Emerging Kurdish divisions threaten Syria’s peace

A tenuous ceasefire between Damascus and the SDF holds, but PKK hardliners in Qandil want to continue the fight

Emerging Kurdish divisions threaten Syria’s peace

The Syrian army's operation against the Syrian Democratic Forces (SDF), launched in Aleppo in the first week of January, upended Syria’s political and security landscape and map. The Kurdish group now finds itself squeezed into a part of Hasakah province, after having been driven out of Aleppo, Deir ez-Zor and Raqqa. It has also been forced to sign the Ceasefire and Full Integration Agreement on 18 January, after dragging its feet to implement a 10 March 2025 agreement requiring it to integrate its forces into the Syrian army.

After a spate of fierce fighting, a four-day ceasefire was declared on 20 January, following a meeting between Ahmed al-Sharaa and SDF Commander Mazloum Abdi in Damascus. The SDF is now reviewing the proposals put forth at that meeting and will give its response in two days.

Those who follow events in Syria closely understand that developments there have implications for the entire region and the concept of a ‘new Middle East’. They also know that the influence of external actors—with Türkiye, the United States, Israel, and Saudi Arabia among the most important and with the US playing a central role—plays a key role in determining Syria's future.

Despite several misgivings, the SDF is most likely to respond positively. But if the SDF rejects the agreement, fighting will resume, which would negatively impact the surrounding countries with Kurdish populations. Renewed hostilities would result in all sides sustaining heavier casualties. At the moment, the ceasefire holds. But it is tenuous, with pockets of fighting continuing in different areas.

Emerging differences

This can be attributed to emerging differences within the ranks of the SDF, YPG, and PKK. Abdi is seen as more realistic and malleable to Washington’s demands. However, groups under the influence of PKK cadres in Qandil have taken a hardline stance in favour of continuing the fight.

Differences have emerged in Kurdish ranks. Abdi's SDF is seen as more malleable to US demands, while the PKK has taken a more hardline stance.

For his part, PKK leader Abdullah Öcalan, who has been in Turkish prison since 1999, described the events in Syria as an attempt to undermine the peace process in Türkiye and accused cadres in Qandil of disregarding his guidance.

Ankara wants to eliminate the PKK in Türkiye, Syria and everywhere else. For his part, Turkish President Recep Tayyip Erdoğan—who has long stated that his fight is with the PKK, not the Kurds—reiterated his position this week. Meanwhile, prominent Iraqi Kurdish politician Masoud Barzani made a striking statement, accusing the PKK of becoming "a burden on the Kurds."

A devil in the details?

Going forward, both sides of the aisle will be going over the integration agreement with a fine-tooth comb, looking for hidden landmines and any devils in the details. Several documents issued over the last two to three weeks include very sensitive issues and clauses that could be open to interpretation during implementation.

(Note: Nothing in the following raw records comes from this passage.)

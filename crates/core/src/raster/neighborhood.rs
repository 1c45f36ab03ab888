//! Grid adjacency used by the cost propagation, path walking and labelling code

use std::f64::consts::SQRT_2;

/// Which cells count as adjacent
#[derive(Debug, Clone, Copy, PartialEq, Eq, Default)]
pub enum Connectivity {
    /// Edge-sharing neighbours only
    Four,
    /// Edge- and corner-sharing neighbours
    #[default]
    Eight,
}

/// (row offset, col offset, step length in cells), orthogonal first.
const OFFSETS: [(isize, isize, f64); 8] = [
    (-1, 0, 1.0),
    (0, 1, 1.0),
    (1, 0, 1.0),
    (0, -1, 1.0),
    (-1, 1, SQRT_2),
    (1, 1, SQRT_2),
    (1, -1, SQRT_2),
    (-1, -1, SQRT_2),
];

impl Connectivity {
    /// Neighbour offsets `(dr, dc, step)` for this connectivity
    pub fn offsets(&self) -> &'static [(isize, isize, f64)] {
        match self {
            Connectivity::Four => &OFFSETS[..4],
            Connectivity::Eight => &OFFSETS,
        }
    }

    /// In-bounds neighbours of (row, col) on a `rows` x `cols` grid
    pub fn neighbors(&self, row: usize, col: usize, rows: usize, cols: usize) -> Neighbors {
        Neighbors {
            offsets: self.offsets(),
            row,
            col,
            rows,
            cols,
            index: 0,
        }
    }
}

/// Iterator over in-bounds neighbours yielding `(row, col, step)`
#[derive(Debug, Clone)]
pub struct Neighbors {
    offsets: &'static [(isize, isize, f64)],
    row: usize,
    col: usize,
    rows: usize,
    cols: usize,
    index: usize,
}

impl Iterator for Neighbors {
    type Item = (usize, usize, f64);

    fn next(&mut self) -> Option<Self::Item> {
        while let Some(&(dr, dc, step)) = self.offsets.get(self.index) {
            self.index += 1;
            let r = self.row as isize + dr;
            let c = self.col as isize + dc;
            if r >= 0 && c >= 0 && (r as usize) < self.rows && (c as usize) < self.cols {
                return Some((r as usize, c as usize, step));
            }
        }
        None
    }
}

#[cfg(test)]
mod tests {
    use super::*;

    #[test]
    fn test_interior_neighbors() {
        assert_eq!(Connectivity::Eight.neighbors(1, 1, 3, 3).count(), 8);
        assert_eq!(Connectivity::Four.neighbors(1, 1, 3, 3).count(), 4);
    }

    #[test]
    fn test_corner_neighbors() {
        let n: Vec<_> = Connectivity::Eight.neighbors(0, 0, 3, 3).collect();
        assert_eq!(n.len(), 3);
        assert!(n.contains(&(1, 1, SQRT_2)));
        assert!(n.contains(&(0, 1, 1.0)));
    }
}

For instance, Article 4 of the integration agreement refers to "considering the special case of Kurdish areas".  To this end, the Syrian government will need to make arrangements that allow Kurds to exercise their cultural and linguistic rights, as stipulated in Decree No. 13, signed by al-Shaara last week.

Prominent Iraqi Kurdish politician Masoud Barzani made a striking statement, accusing the PKK of becoming "a burden on the Kurds"

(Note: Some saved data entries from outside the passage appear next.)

//! Mask to polygon conversion
//!
//! Polygons follow cell edges. Boundary edges of member cells are chained
//! into rings with member cells on the right (screen orientation, rows
//! growing downward). Where member cells meet only at a corner the chain
//! turns left and carries on around the diagonal neighbour, so every
//! 8-connected group of cells is bounded by a single exterior ring that
//! touches itself at those corners. Rings with positive grid-space area are
//! exteriors, the rest are holes assigned to the smallest exterior around them.

use std::collections::HashMap;

use geo::{coord, Area, Contains, Coord, LineString, MultiPolygon, Orient, Point, Polygon};
use geo::orient::Direction;
use travesia_core::Mask;

/// Directed boundary edge between two grid corners (row, col)
#[derive(Debug, Clone, Copy)]
struct Edge {
    from: (usize, usize),
    to: (usize, usize),
}

impl Edge {
    fn direction(&self) -> (isize, isize) {
        (
            self.to.0 as isize - self.from.0 as isize,
            self.to.1 as isize - self.from.1 as isize,
        )
    }
}

/// Member-cell boundary edges, clockwise around each cell on screen.
fn boundary_edges(mask: &Mask) -> Vec<Edge> {
    let inside = |r: isize, c: isize| r >= 0 && c >= 0 && mask.contains_cell(r as usize, c as usize);
    let mut edges = Vec::new();
    for (r, c) in mask.cells() {
        let (ri, ci) = (r as isize, c as isize);
        if !inside(ri - 1, ci) {
            edges.push(Edge { from: (r, c), to: (r, c + 1) });
        }
        if !inside(ri, ci + 1) {
            edges.push(Edge { from: (r, c + 1), to: (r + 1, c + 1) });
        }
        if !inside(ri + 1, ci) {
            edges.push(Edge { from: (r + 1, c + 1), to: (r + 1, c) });
        }
        if !inside(ri, ci - 1) {
            edges.push(Edge { from: (r + 1, c), to: (r, c) });
        }
    }
    edges
}

/// Chain edges into closed rings of corner vertices (first vertex not repeated).
fn chain_rings(edges: &[Edge]) -> Vec<Vec<(usize, usize)>> {
    let mut outgoing: HashMap<(usize, usize), Vec<usize>> = HashMap::new();
    for (i, e) in edges.iter().enumerate() {
        outgoing.entry(e.from).or_default().push(i);
    }

    let mut used = vec![false; edges.len()];
    let mut rings = Vec::new();
    for start in 0..edges.len() {
        if used[start] {
            continue;
        }
        let mut ring = Vec::new();
        let mut current = start;
        loop {
            used[current] = true;
            ring.push(edges[current].from);
            let next = next_edge(edges, &outgoing, current);
            match next {
                Some(n) if n == start => break,
                Some(n) if !used[n] => current = n,
                // Dangling chains only arise from malformed input
                _ => break,
            }
        }
        rings.push(simplify_ring(ring));
    }
    rings
}

/// Successor of `current`; at pinch corners the left turn joins diagonal cells.
fn next_edge(edges: &[Edge], outgoing: &HashMap<(usize, usize), Vec<usize>>, current: usize) -> Option<usize> {
    let candidates = outgoing.get(&edges[current].to)?;
    if candidates.len() == 1 {
        return Some(candidates[0]);
    }
    let (dr, dc) = edges[current].direction();
    let left = (-dc, dr);
    candidates
        .iter()
        .copied()
        .find(|&i| edges[i].direction() == left)
        .or_else(|| candidates.first().copied())
}

/// Drop vertices where the ring continues straight.
fn simplify_ring(ring: Vec<(usize, usize)>) -> Vec<(usize, usize)> {
    let n = ring.len();
    if n < 4 {
        return ring;
    }
    let dir = |a: (usize, usize), b: (usize, usize)| {
        (
            (b.0 as isize - a.0 as isize).signum(),
            (b.1 as isize - a.1 as isize).signum(),
        )
    };
    (0..n)
        .filter(|&i| {
            let prev = ring[(i + n - 1) % n];
            let next = ring[(i + 1) % n];
            dir(prev, ring[i]) != dir(ring[i], next)
        })
        .map(|i| ring[i])
        .collect()
}

/// Closed ring in grid space, x = col, y = row.
fn grid_ring(ring: &[(usize, usize)]) -> LineString<f64> {
    let mut coords: Vec<Coord<f64>> = ring
        .iter()
        .map(|&(r, c)| coord! { x: c as f64, y: r as f64 })
        .collect();
    if let Some(&first) = coords.first() {
        coords.push(first);
    }
    LineString::new(coords)
}

/// A point strictly inside the cell to the left of the ring's first edge.
fn point_left_of(ring: &[(usize, usize)]) -> Point<f64> {
    let (a, b) = (ring[0], ring[1 % ring.len()]);
    let (dr, dc) = (
        (b.0 as f64 - a.0 as f64).signum(),
        (b.1 as f64 - a.1 as f64).signum(),
    );
    // Left of (dr, dc) on screen is (-dc, dr)
    let mid_r = a.0 as f64 + dr * 0.5 - dc * 0.5;
    let mid_c = a.1 as f64 + dc * 0.5 + dr * 0.5;
    Point::new(mid_c, mid_r)
}

/// Polygons covering the member cells of `mask`, in the mask's map coordinates.
///
/// One polygon per 8-connected group of member cells. Exterior rings are
/// counter-clockwise and holes clockwise in map space. An empty mask gives
/// an empty `MultiPolygon`.
pub fn vectorize_mask(mask: &Mask) -> MultiPolygon<f64> {
    let rings = chain_rings(&boundary_edges(mask));

    let mut exteriors: Vec<(Polygon<f64>, f64, Vec<LineString<f64>>)> = Vec::new();
    let mut holes: Vec<(LineString<f64>, Point<f64>)> = Vec::new();
    for ring in rings.iter().filter(|r| r.len() >= 4) {
        let line = grid_ring(ring);
        let area = Polygon::new(line.clone(), vec![]).signed_area();
        if area > 0.0 {
            exteriors.push((Polygon::new(line, vec![]), area, Vec::new()));
        } else {
            holes.push((line, point_left_of(ring)));
        }
    }

    for (hole, inner) in holes {
        let owner = exteriors
            .iter_mut()
            .filter(|(poly, _, _)| poly.contains(&inner))
            .min_by(|a, b| a.1.total_cmp(&b.1));
        if let Some((_, _, interiors)) = owner {
            interiors.push(hole);
        }
    }

    let transform = *mask.transform();
    let to_map = |ls: LineString<f64>| -> LineString<f64> {
        ls.into_iter()
            .map(|c| {
                let (x, y) = transform.pixel_to_geo_corner(c.x as usize, c.y as usize);
                coord! { x: x, y: y }
            })
            .collect()
    };

    exteriors
        .into_iter()
        .map(|(poly, _, interiors)| {
            let (exterior, _) = poly.into_inner();
            Polygon::new(to_map(exterior), interiors.into_iter().map(to_map).collect())
                .orient(Direction::Default)
        })
        .collect()
}

#[cfg(test)]
mod tests {
    use super::*;
    use approx::assert_relative_eq;
    use travesia_core::raster::MASK_IN;
    use travesia_core::{GeoTransform, Raster};

    fn mask_from(rows: usize, cols: usize, cells: &[(usize, usize)]) -> Mask {
        let mut m: Mask = Raster::new(rows, cols);
        m.set_transform(GeoTransform::new(0.0, rows as f64 * 10.0, 10.0, -10.0));
        for &(r, c) in cells {
            m.set(r, c, MASK_IN).unwrap();
        }
        m
    }

    #[test]
    fn test_single_cell_square() {
        let mp = vectorize_mask(&mask_from(3, 3, &[(1, 1)]));
        assert_eq!(mp.0.len(), 1);
        let poly = &mp.0[0];
        assert_eq!(poly.exterior().0.len(), 5);
        assert_relative_eq!(poly.signed_area(), 100.0);
    }

    #[test]
    fn test_block_with_hole() {
        let mut cells = Vec::new();
        for r in 0..3 {
            for c in 0..3 {
                if (r, c) != (1, 1) {
                    cells.push((r, c));
                }
            }
        }
        let mp = vectorize_mask(&mask_from(3, 3, &cells));
        assert_eq!(mp.0.len(), 1);
        let poly = &mp.0[0];
        assert_eq!(poly.interiors().len(), 1);
        assert_relative_eq!(poly.unsigned_area(), 800.0);
        // straight runs collapse to the four corners
        assert_eq!(poly.exterior().0.len(), 5);
    }

    #[test]
    fn test_diagonal_cells_form_one_group() {
        let mp = vectorize_mask(&mask_from(2, 2, &[(0, 0), (1, 1)]));
        assert_eq!(mp.0.len(), 1);
        assert_relative_eq!(mp.unsigned_area(), 200.0);
        assert!(mp.0[0].interiors().is_empty());

        let anti = vectorize_mask(&mask_from(2, 2, &[(0, 1), (1, 0)]));
        assert_eq!(anti.0.len(), 1);
        assert_relative_eq!(anti.unsigned_area(), 200.0);
    }

    #[test]
    fn test_diagonal_line_is_one_polygon() {
        let cells: Vec<(usize, usize)> = (0..5).map(|i| (i, i)).collect();
        let mp = vectorize_mask(&mask_from(5, 5, &cells));
        assert_eq!(mp.0.len(), 1);
        let poly = &mp.0[0];
        assert!(poly.interiors().is_empty());
        assert_relative_eq!(poly.unsigned_area(), 500.0);
        // four corners per cell; each of the four pinch corners is visited twice
        assert_eq!(poly.exterior().0.len(), 5 * 4 + 1);
    }

    #[test]
    fn test_separate_groups_stay_apart() {
        // Two diagonal pairs with a full empty column between them
        let mp = vectorize_mask(&mask_from(2, 5, &[(0, 0), (1, 1), (0, 4), (1, 3)]));
        assert_eq!(mp.0.len(), 2);
        assert_relative_eq!(mp.unsigned_area(), 400.0);
    }

    #[test]
    fn test_nested_island_in_hole() {
        // 5x5 ring of cells, empty moat, single island in the centre
        let mut cells = Vec::new();
        for r in 0..5 {
            for c in 0..5 {
                if r == 0 || r == 4 || c == 0 || c == 4 || (r, c) == (2, 2) {
                    cells.push((r, c));
                }
            }
        }
        let mp = vectorize_mask(&mask_from(5, 5, &cells));
        assert_eq!(mp.0.len(), 2);
        let holes: usize = mp.0.iter().map(|p| p.interiors().len()).sum();
        assert_eq!(holes, 1);
        assert_relative_eq!(mp.unsigned_area(), 17.0 * 100.0);
    }

    #[test]
    fn test_empty_mask() {
        assert!(vectorize_mask(&mask_from(3, 3, &[])).0.is_empty());
    }
}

It remains to be seen what kind of formulation could be worked out under the circumstances, where even in the Hasakah province, where the Kurdish population is primarily concentrated, they still constitute only about 30% of the population.

The other important test will be how the Druze and Alawites will react to the agreement with the Kurds. They are very likely to demand that the privileges granted to the Kurds be extended to them as well. Whether these privileges will be enshrined in the new constitution is also an important issue to be addressed, and if so, how?

Down, but not out

It should be noted that despite serious setbacks and defeats, the SDF has not disappeared. Even though Washington has now sided with Syria as an ally against the Islamic State (IS) and a partner to Erdoğan, it will still want to keep the SDF in reserve. Brokering an agreement granting special rights to the Syrian Kurds and integrating SDF units into the Syrian army could be seen by some as a way to preserve its structure. This is something that Ankara does not want.

If things go smoothly, a relative peace can take hold, giving the new Syrian government the space to focus on rebuilding the country, establishing a political system to navigate the transition period, and attracting much-needed foreign investment.

The alternative is more pain and suffering for all.